## Problem
Find every line of the listing below where "value" appears, and copy it.

## Input for this task

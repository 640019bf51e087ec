//! Sheet configuration and validation.

use crate::backdrop::BackdropFill;
use crate::error::SheetConfigError;
use snapsheet_animation::AnimationSpec;
use snapsheet_core::gesture_constants::{DEFAULT_RUBBER_BAND_FACTOR, FLICK_VELOCITY_THRESHOLD};
use snapsheet_core::{ExclusionZone, Viewport};
use std::rc::Rc;

/// Settle animation after the pointer is released (CSS `height 0.2s ease-out`).
pub const RELEASE_SETTLE: AnimationSpec = AnimationSpec::ease_out(200);

/// Settle animation for programmatic snaps and content reflows
/// (CSS `height 0.3s ease-out`).
pub const SNAP_SETTLE: AnimationSpec = AnimationSpec::ease_out(300);

/// Everything a sheet needs besides its host and callbacks.
///
/// ```ignore
/// let config = SheetConfig::new()
///     .with_snap_points([120.0, 360.0, 640.0])
///     .with_background_color("bg-zinc-900")
///     .with_excluded_region(ExcludedTargets::new().with(TargetId(42)));
/// ```
#[derive(Clone)]
pub struct SheetConfig {
    /// Resting heights in any order; `None` selects the default peek/open
    /// pair.
    pub snap_points: Option<Vec<f32>>,
    pub backdrop: BackdropFill,
    pub excluded_region: Option<Rc<dyn ExclusionZone>>,
    pub rubber_band_factor: f32,
    /// Flick threshold in px/ms.
    pub velocity_threshold: f32,
    pub viewport: Viewport,
    pub release_settle: AnimationSpec,
    pub snap_settle: AnimationSpec,
}

impl SheetConfig {
    pub fn new() -> Self {
        Self {
            snap_points: None,
            backdrop: BackdropFill::default(),
            excluded_region: None,
            rubber_band_factor: DEFAULT_RUBBER_BAND_FACTOR,
            velocity_threshold: FLICK_VELOCITY_THRESHOLD,
            viewport: Viewport::default(),
            release_settle: RELEASE_SETTLE,
            snap_settle: SNAP_SETTLE,
        }
    }

    pub fn with_snap_points(mut self, snap_points: impl Into<Vec<f32>>) -> Self {
        self.snap_points = Some(snap_points.into());
        self
    }

    pub fn with_backdrop(mut self, backdrop: impl Into<BackdropFill>) -> Self {
        self.backdrop = backdrop.into();
        self
    }

    /// Shorthand for `with_backdrop(BackdropFill::parse(color))`.
    pub fn with_background_color(mut self, color: &str) -> Self {
        self.backdrop = BackdropFill::parse(color);
        self
    }

    pub fn with_excluded_region(mut self, region: impl ExclusionZone + 'static) -> Self {
        self.excluded_region = Some(Rc::new(region));
        self
    }

    pub fn with_rubber_band_factor(mut self, factor: f32) -> Self {
        self.rubber_band_factor = factor;
        self
    }

    pub fn with_velocity_threshold(mut self, threshold: f32) -> Self {
        self.velocity_threshold = threshold;
        self
    }

    pub fn with_viewport(mut self, viewport: Viewport) -> Self {
        self.viewport = viewport;
        self
    }

    pub fn with_settle_animations(mut self, release: AnimationSpec, snap: AnimationSpec) -> Self {
        self.release_settle = release;
        self.snap_settle = snap;
        self
    }

    pub fn validate(&self) -> Result<(), SheetConfigError> {
        if let Some(points) = &self.snap_points {
            validate_snap_points(points)?;
        }
        if !self.rubber_band_factor.is_finite() || self.rubber_band_factor < 0.0 {
            return Err(SheetConfigError::InvalidRubberBandFactor(
                self.rubber_band_factor,
            ));
        }
        if !self.velocity_threshold.is_finite() || self.velocity_threshold <= 0.0 {
            return Err(SheetConfigError::InvalidVelocityThreshold(
                self.velocity_threshold,
            ));
        }
        Ok(())
    }
}

impl Default for SheetConfig {
    fn default() -> Self {
        Self::new()
    }
}

impl std::fmt::Debug for SheetConfig {
    fn fmt(&self, f: &mut std::fmt::Formatter<'_>) -> std::fmt::Result {
        f.debug_struct("SheetConfig")
            .field("snap_points", &self.snap_points)
            .field("backdrop", &self.backdrop)
            .field("excluded_region", &self.excluded_region.is_some())
            .field("rubber_band_factor", &self.rubber_band_factor)
            .field("velocity_threshold", &self.velocity_threshold)
            .field("viewport", &self.viewport)
            .field("release_settle", &self.release_settle)
            .field("snap_settle", &self.snap_settle)
            .finish()
    }
}

pub(crate) fn validate_snap_points(points: &[f32]) -> Result<(), SheetConfigError> {
    match points
        .iter()
        .enumerate()
        .find(|(_, value)| !value.is_finite() || **value < 0.0)
    {
        Some((index, value)) => Err(SheetConfigError::InvalidSnapPoint {
            index,
            value: *value,
        }),
        None => Ok(()),
    }
}

#[cfg(test)]
mod tests {
    use super::*;

    #[test]
    fn defaults_are_valid() {
        let config = SheetConfig::default();
        assert_eq!(config.validate(), Ok(()));
        assert_eq!(config.rubber_band_factor, 1.0);
        assert_eq!(config.velocity_threshold, 0.5);
        assert_eq!(config.release_settle.duration_ms, 200);
        assert_eq!(config.snap_settle.duration_ms, 300);
    }

    #[test]
    fn rejects_bad_snap_points() {
        let config = SheetConfig::new().with_snap_points([100.0, -5.0]);
        assert_eq!(
            config.validate(),
            Err(SheetConfigError::InvalidSnapPoint {
                index: 1,
                value: -5.0
            })
        );

        let config = SheetConfig::new().with_snap_points([f32::INFINITY]);
        assert!(matches!(
            config.validate(),
            Err(SheetConfigError::InvalidSnapPoint { index: 0, .. })
        ));
    }

    #[test]
    fn rejects_bad_tuning() {
        let config = SheetConfig::new().with_rubber_band_factor(-1.0);
        assert_eq!(
            config.validate(),
            Err(SheetConfigError::InvalidRubberBandFactor(-1.0))
        );

        let config = SheetConfig::new().with_velocity_threshold(0.0);
        assert_eq!(
            config.validate(),
            Err(SheetConfigError::InvalidVelocityThreshold(0.0))
        );
    }

    #[test]
    fn errors_render_readably() {
        let error = SheetConfigError::InvalidSnapPoint {
            index: 2,
            value: -1.0,
        };
        assert_eq!(
            error.to_string(),
            "snap point 2 is -1; expected a finite height >= 0"
        );
    }

    #[test]
    fn background_color_is_parsed() {
        let config = SheetConfig::new().with_background_color("bg-gray-50");
        assert_eq!(config.backdrop, BackdropFill::Class("bg-gray-50".into()));
    }
}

## Finished task
        .find(|(_, value)| !value.is_finite() || **value < 0.0)
        Some((index, value)) => Err(SheetConfigError::InvalidSnapPoint {
            value: *value,
                value: -5.0
            value: -1.0,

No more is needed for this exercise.